Russian Maria Sharapova. Photo by Hugo Philpott/UPI. | License Photo
Five-time Grand Slam champion Maria Sharapova will miss next month's Rio Olympics after the appeal ruling of her two-year doping ban was postponed until September.
The Court of Arbitration for Sport in Lausanne, Switzerland announced Monday that Sharapova and the International Tennis Federation agreed to defer the decision. The ruling was expected by next Monday, but a verdict is now expected by Sept. 19, the court said.
"Due to the parties requiring additional time to complete and respond to their respective evidentiary submissions, and several scheduling conflicts, the parties have agreed not to expedite the appeal," CAS said in the statement.
Sharapova's lawyer, John Haggerty, said the decision was by mutual agreement.
"CAS is the court of final appeal and this extension will be helpful." Haggerty said in a statement. "We are hopeful Maria's suspension will be reduced, but in all cases, these additional two months will not impact our expectations of what can be achieved."
Sharapova's ban is due to end on Jan. 25, 2018, which would keep her out of eight Grand Slam tournaments, along with the Olympics.
Sharapova was given a two-year suspension in June by the International Tennis Federation after testing positive for the banned substance meldonium, a blood-flow-boosting drug. She was tested positive at the Australian Open in January.
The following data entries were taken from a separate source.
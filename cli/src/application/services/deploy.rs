//! Application service: the deployment use-case.
//!
//! Imports only from `crate::domain` and `crate::application::ports`.
//! All I/O is routed through injected port traits.
//!
//! A run resolves the target and plans every host before touching the
//! network. Hosts then run their pipelines concurrently on the current task;
//! within a host, [`DeployStep::ALL`] is walked strictly in order and the first
//! error ends that host's run. A failed host never cancels the others.

use std::path::Path;

use anyhow::{Result, anyhow};
use chrono::Utc;
use futures_util::future::join_all;
use rollout_common::{Defaults, DeploymentConfig, ReleaseLayout};

use crate::application::ports::{FileSync, ProgressReporter, RemoteShell};
use crate::application::services::remote::HostSession;
use crate::application::services::{hooks, release, runtime_setup, service_manager, sync};
use crate::domain::{
    DeployError, DeployReport, DeployStep, HostPlan, HostReport, HostState, ReleaseIdAllocator,
    plan_hosts, render_descriptor, resolve_target, validate_config,
};

pub struct DeployOptions<'a, R: ProgressReporter> {
    pub reporter: &'a R,
    /// Project tree mirrored into each release.
    pub local_root: &'a Path,
}

/// Deploy `name` (an environment or a cluster) and report per-host outcomes.
///
/// The returned report may contain failed hosts; use [`check_report`] to
/// turn it into an error.
///
/// # Errors
///
/// Returns `DeployError::Configuration` for an unknown name or an invalid
/// configuration. No remote command has run when this happens.
pub async fn deploy(
    shell: &impl RemoteShell,
    syncer: &impl FileSync,
    config: &DeploymentConfig,
    name: &str,
    opts: DeployOptions<'_, impl ProgressReporter>,
) -> Result<DeployReport> {
    let target = resolve_target(config, name).map_err(DeployError::from)?;
    validate_config(config).map_err(DeployError::from)?;
    let plans = plan_hosts(&target).map_err(DeployError::from)?;
    tracing::info!(target_name = name, hosts = plans.len(), "deployment planned");

    let allocator = ReleaseIdAllocator::new();
    let runs = plans.iter().map(|plan| {
        let pipeline = HostPipeline {
            session: HostSession::new(shell, opts.reporter, &plan.profile.credential, &plan.label),
            syncer,
            defaults: &config.defaults,
            plan,
            layout: plan.profile.target.layout(),
            local_root: opts.local_root,
            allocator: &allocator,
            release_id: None,
        };
        pipeline.run()
    });
    let hosts = join_all(runs).await;

    Ok(DeployReport {
        target: name.to_string(),
        cluster: target.is_cluster(),
        hosts,
    })
}

/// Convert a report with failures into the matching error.
///
/// # Errors
///
/// `DeployError::ClusterFailed` listing every failed host for a cluster, or
/// `DeployError::HostFailed` for a single environment.
pub fn check_report(report: &DeployReport) -> Result<()> {
    if report.succeeded() {
        return Ok(());
    }
    if report.cluster {
        return Err(DeployError::ClusterFailed {
            cluster: report.target.clone(),
            failed_hosts: report.failed_hosts(),
        }
        .into());
    }
    let Some((host, step, error)) = report.hosts.iter().find_map(|h| match &h.state {
        HostState::Failed { step, error } => Some((&h.host, *step, error)),
        HostState::Done => None,
    }) else {
        return Ok(());
    };
    Err(DeployError::HostFailed {
        host: host.clone(),
        step,
        source: anyhow!("{error}"),
    }
    .into())
}

struct HostPipeline<'a, S, R, F> {
    session: HostSession<'a, S, R>,
    syncer: &'a F,
    defaults: &'a Defaults,
    plan: &'a HostPlan,
    layout: ReleaseLayout,
    local_root: &'a Path,
    allocator: &'a ReleaseIdAllocator,
    release_id: Option<String>,
}

impl<S: RemoteShell, R: ProgressReporter, F: FileSync> HostPipeline<'_, S, R, F> {
    async fn run(mut self) -> HostReport {
        let mut completed = Vec::with_capacity(DeployStep::ALL.len());
        for step in DeployStep::ALL {
            self.session.step(step.label());
            tracing::info!(host = self.session.label(), %step, "step started");
            if let Err(e) = self.run_step(step).await {
                let error = format!("{e:#}");
                tracing::warn!(host = self.session.label(), %step, error = %error, "step failed");
                self.session.warn(&format!("failed at {step}"));
                return HostReport {
                    host: self.plan.label.clone(),
                    release: self.release_id,
                    completed,
                    state: HostState::Failed { step, error },
                };
            }
            completed.push(step);
        }
        let release = self.release_id.unwrap_or_default();
        self.session.success(&format!("release {release} is live"));
        HostReport {
            host: self.plan.label.clone(),
            release: Some(release),
            completed,
            state: HostState::Done,
        }
    }

    fn release_path(&self) -> Result<String> {
        self.release_id
            .as_deref()
            .map(|id| self.layout.release_path(id))
            .ok_or_else(|| anyhow!("release id not allocated"))
    }

    async fn run_step(&mut self, step: DeployStep) -> Result<()> {
        let runtime = self.defaults.runtime_version.as_str();
        let target = &self.plan.profile.target;
        match step {
            DeployStep::AllocateRelease => {
                self.release_id = Some(self.allocator.allocate(Utc::now()));
                Ok(())
            }
            DeployStep::CreateDirectory => {
                release::create_release_directory(&self.session, &self.release_path()?).await
            }
            DeployStep::Sync => {
                let path = self.release_path()?;
                sync::sync_release(self.syncer, &self.session, self.local_root, &path).await?;
                release::link_shared_paths(&self.session, &self.layout, &path, &target.shared_paths)
                    .await
            }
            DeployStep::SetupRuntime => {
                runtime_setup::setup_runtime(&self.session, runtime, &self.release_path()?).await
            }
            DeployStep::InstallDeps => {
                runtime_setup::install_dependencies(
                    &self.session,
                    runtime,
                    &self.defaults.install_command,
                    &self.release_path()?,
                )
                .await
            }
            DeployStep::Build => {
                runtime_setup::build(
                    &self.session,
                    runtime,
                    &self.defaults.build_command,
                    &self.release_path()?,
                )
                .await
            }
            DeployStep::BeforeHooks => {
                hooks::run_hooks(&self.session, runtime, &self.release_path()?, &target.hooks.before)
                    .await
            }
            DeployStep::Cutover => {
                let id = self
                    .release_id
                    .as_deref()
                    .ok_or_else(|| anyhow!("release id not allocated"))?;
                release::cutover(
                    &self.session,
                    id,
                    &self.layout.release_path(id),
                    &self.layout.current,
                )
                .await
            }
            DeployStep::StartServices => {
                let path = self.release_path()?;
                let descriptors: Vec<_> = target
                    .services
                    .iter()
                    .map(|svc| render_descriptor(svc, &self.defaults.supervisor, &path))
                    .collect();
                service_manager::apply_all(&self.session, &descriptors).await
            }
            DeployStep::AfterHooks => {
                hooks::run_hooks(&self.session, runtime, &self.layout.current, &target.hooks.after)
                    .await
            }
            DeployStep::PruneOldReleases => {
                let pruned =
                    release::prune_releases(&self.session, &self.layout, self.defaults.keep_releases)
                        .await?;
                if !pruned.is_empty() {
                    self.session
                        .step(&format!("removed {} old release(s)", pruned.len()));
                }
                Ok(())
            }
        }
    }
}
The ITF had asked for Sharapova to be suspended for four years, but the rules state that she could not be suspended for longer than two years if determined her use of the drug was not intentional.
Sharapova's appeal was sent to the Court of Arbitration in Sport, and three judges will make the ruling. Both Sharapova and the ITF each get to choose one of the judges, and the decision will be binding.
The 29-year-old Sharapova called a news conference on March 7 at a Los Angeles hotel and announced she had failed a doping test. She said she had taken meldonium for nearly 10 years. That drug became a banned substance on the World Anti-Doping Agency's list as of Jan. 1. Sharapova admitted she did not check the updated banned substance list before Jan. 1.